• [WORK TO COMPLETE]:
Having located "after the second" in the records below, repeat exactly the line it is on and all subsequent lines, ending with the last.

[Source data]
= = = = = = =

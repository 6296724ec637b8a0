//! Agent invocation gateway: bounded retry around the backend call.
//!
//! Each attempt invokes the backend once. A failed attempt before the last is
//! logged and retried after an exponential backoff; the last failure is
//! returned to the caller. Only the invocation is retried: once the backend
//! has handed back an event stream, failures inside it belong to the caller.

use kbrelay_core::backend::{
    EventStream, GenerationBackend, InvocationInput, PromptSessionAttributes, SessionAttributes,
};
use kbrelay_core::error::BackendError;
use kbrelay_core::request::GenerationRequest;
use std::sync::Arc;
use std::time::Duration;
use tracing::{debug, info, warn};

use crate::instructions;

/// Retry budget and backoff bounds for invocation attempts.
#[derive(Debug, Clone, Copy, PartialEq, Eq)]
pub struct RetryPolicy {
    pub max_attempts: u32,
    pub initial_backoff: Duration,
    pub max_backoff: Duration,
}

impl Default for RetryPolicy {
    fn default() -> Self {
        Self {
            max_attempts: 2,
            initial_backoff: Duration::from_millis(200),
            max_backoff: Duration::from_secs(2),
        }
    }
}

impl RetryPolicy {
    pub fn from_config(config: &kbrelay_config::OrchestratorConfig) -> Self {
        Self {
            max_attempts: config.max_attempts.max(1),
            initial_backoff: Duration::from_millis(config.backoff_initial_ms),
            max_backoff: Duration::from_millis(config.backoff_max_ms),
        }
    }

    /// No waiting between attempts.
    pub fn immediate(max_attempts: u32) -> Self {
        Self {
            max_attempts: max_attempts.max(1),
            initial_backoff: Duration::ZERO,
            max_backoff: Duration::ZERO,
        }
    }

    /// Delay after failed attempt `attempt` (1-based):
    /// `min(initial * 2^(attempt-1), max)`.
    pub fn backoff(&self, attempt: u32) -> Duration {
        let factor = 1u32.checked_shl(attempt.saturating_sub(1)).unwrap_or(u32::MAX);
        self.initial_backoff
            .saturating_mul(factor)
            .min(self.max_backoff)
    }
}

/// Invokes the generation backend for one request.
#[derive(Clone)]
pub struct AgentGateway {
    backend: Arc<dyn GenerationBackend>,
    policy: RetryPolicy,
    enable_trace: bool,
}

impl AgentGateway {
    pub fn new(backend: Arc<dyn GenerationBackend>, policy: RetryPolicy) -> Self {
        Self {
            backend,
            policy,
            enable_trace: true,
        }
    }

    /// Toggle backend orchestration traces. Trace-sourced citations need them.
    pub fn with_trace(mut self, enable_trace: bool) -> Self {
        self.enable_trace = enable_trace;
        self
    }

    pub fn backend_name(&self) -> &str {
        self.backend.name()
    }

    /// Build the backend input for a request.
    ///
    /// Role instructions travel twice: as session attributes, which the
    /// backend keeps for the whole session, and as prompt attributes, which
    /// are re-sent every turn.
    pub fn build_input(&self, request: &GenerationRequest) -> InvocationInput {
        let role_instructions = instructions::for_role(request.role());
        InvocationInput {
            session_id: request.session_id().to_string(),
            input_text: request.query().to_string(),
            enable_trace: self.enable_trace,
            session_attributes: SessionAttributes {
                user_role: request.role().to_string(),
                role_instructions: role_instructions.to_string(),
            },
            prompt_session_attributes: PromptSessionAttributes {
                role_context: role_instructions.to_string(),
            },
        }
    }

    /// Invoke the backend, retrying within the budget.
    pub async fn invoke(&self, request: &GenerationRequest) -> Result<EventStream, BackendError> {
        let input = self.build_input(request);
        let total = self.policy.max_attempts.max(1);
        let mut attempt = 1;

        loop {
            debug!(
                backend = %self.backend.name(),
                session_id = %input.session_id,
                attempt,
                total,
                "Invoking backend"
            );

            match self.backend.invoke(input.clone()).await {
                Ok(stream) => {
                    if attempt > 1 {
                        info!(attempt, "Backend invocation succeeded after retry");
                    }
                    return Ok(stream);
                }
                Err(e) if !e.is_retryable() => {
                    warn!(error = %e, attempt, "Backend invocation failed, not retryable");
                    return Err(e);
                }
                Err(e) if attempt >= total => {
                    warn!(error = %e, attempt, total, "Backend invocation failed, budget exhausted");
                    return Err(e);
                }
                Err(e) => {
                    let delay = self.policy.backoff(attempt);
                    warn!(
                        error = %e,
                        attempt,
                        total,
                        backoff_ms = delay.as_millis() as u64,
                        "Backend invocation failed, retrying"
                    );
                    if !delay.is_zero() {
                        tokio::time::sleep(delay).await;
                    }
                    attempt += 1;
                }
            }
        }
    }
}

#[cfg(test)]
mod tests {
    use super::*;
    use kbrelay_core::event::BackendEvent;
    use kbrelay_providers::{ScriptedAttempt, ScriptedBackend};

    fn request(role: Option<&str>) -> GenerationRequest {
        GenerationRequest::new("What is ALGEE?", Some("sess-1"), role).unwrap()
    }

    fn ok_stream() -> ScriptedAttempt {
        ScriptedAttempt::Events(vec![Ok(BackendEvent::text("Hi."))])
    }

    fn network_down() -> ScriptedAttempt {
        ScriptedAttempt::Fail(BackendError::Network("connection refused".into()))
    }

    #[test]
    fn backoff_doubles_and_caps() {
        let policy = RetryPolicy {
            max_attempts: 5,
            initial_backoff: Duration::from_millis(100),
            max_backoff: Duration::from_millis(350),
        };
        assert_eq!(policy.backoff(1), Duration::from_millis(100));
        assert_eq!(policy.backoff(2), Duration::from_millis(200));
        assert_eq!(policy.backoff(3), Duration::from_millis(350));
        assert_eq!(policy.backoff(40), Duration::from_millis(350));
    }

    #[test]
    fn input_carries_role_context_twice() {
        let backend = Arc::new(ScriptedBackend::new(vec![]));
        let gateway = AgentGateway::new(backend, RetryPolicy::default());
        let input = gateway.build_input(&request(Some("instructor")));

        assert_eq!(input.session_id, "sess-1");
        assert_eq!(input.input_text, "What is ALGEE?");
        assert!(input.enable_trace);
        assert_eq!(input.session_attributes.user_role, "instructor");
        assert_eq!(
            input.session_attributes.role_instructions,
            input.prompt_session_attributes.role_context
        );
        assert!(input.prompt_session_attributes.role_context.contains("Instructor"));
    }

    #[tokio::test]
    async fn fail_then_succeed_within_budget() {
        let backend = Arc::new(ScriptedBackend::new(vec![network_down(), ok_stream()]));
        let gateway = AgentGateway::new(backend.clone(), RetryPolicy::immediate(2));

        let mut stream = gateway.invoke(&request(None)).await.unwrap();
        assert_eq!(stream.recv().await.unwrap().unwrap(), BackendEvent::text("Hi."));
        assert_eq!(backend.call_count(), 2);
    }

    #[tokio::test]
    async fn both_attempts_fail() {
        let backend = Arc::new(ScriptedBackend::new(vec![network_down(), network_down()]));
        let gateway = AgentGateway::new(backend.clone(), RetryPolicy::immediate(2));

        let err = gateway.invoke(&request(None)).await.unwrap_err();
        assert!(matches!(err, BackendError::Network(_)));
        assert_eq!(backend.call_count(), 2);
    }

    #[tokio::test]
    async fn auth_failure_is_not_retried() {
        let backend = Arc::new(ScriptedBackend::new(vec![
            ScriptedAttempt::Fail(BackendError::AuthenticationFailed("bad key".into())),
            ok_stream(),
        ]));
        let gateway = AgentGateway::new(backend.clone(), RetryPolicy::immediate(3));

        let err = gateway.invoke(&request(None)).await.unwrap_err();
        assert!(matches!(err, BackendError::AuthenticationFailed(_)));
        assert_eq!(backend.call_count(), 1);
    }

    #[tokio::test(start_paused = true)]
    async fn waits_backoff_between_attempts() {
        let backend = Arc::new(ScriptedBackend::new(vec![
            network_down(),
            network_down(),
            ok_stream(),
        ]));
        let policy = RetryPolicy {
            max_attempts: 3,
            initial_backoff: Duration::from_millis(500),
            max_backoff: Duration::from_secs(10),
        };
        let gateway = AgentGateway::new(backend.clone(), policy);

        let start = tokio::time::Instant::now();
        gateway.invoke(&request(None)).await.unwrap();

        // 500ms after the first failure, 1000ms after the second
        assert!(start.elapsed() >= Duration::from_millis(1500));
        assert_eq!(backend.call_count(), 3);
    }

    #[tokio::test]
    async fn zero_budget_still_tries_once() {
        let backend = Arc::new(ScriptedBackend::new(vec![ok_stream()]));
        let policy = RetryPolicy {
            max_attempts: 0,
            ..RetryPolicy::default()
        };
        let gateway = AgentGateway::new(backend.clone(), policy);
        assert!(gateway.invoke(&request(None)).await.is_ok());
        assert_eq!(backend.call_count(), 1);
    }
}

= = = = = = =

• [RESULT FOR THIS EXERCISE]:
        // 500ms after the first failure, 1000ms after the second
        assert!(start.elapsed() >= Duration::from_millis(1500));
        assert_eq!(backend.call_count(), 3);
    }

    #[tokio::test]
    async fn zero_budget_still_tries_once() {
        let backend = Arc::new(ScriptedBackend::new(vec![ok_stream()]));
        let policy = RetryPolicy {
            max_attempts: 0,
            ..RetryPolicy::default()
        };
        let gateway = AgentGateway::new(backend.clone(), policy);
        assert!(gateway.invoke(&request(None)).await.is_ok());
        assert_eq!(backend.call_count(), 1);
    }
}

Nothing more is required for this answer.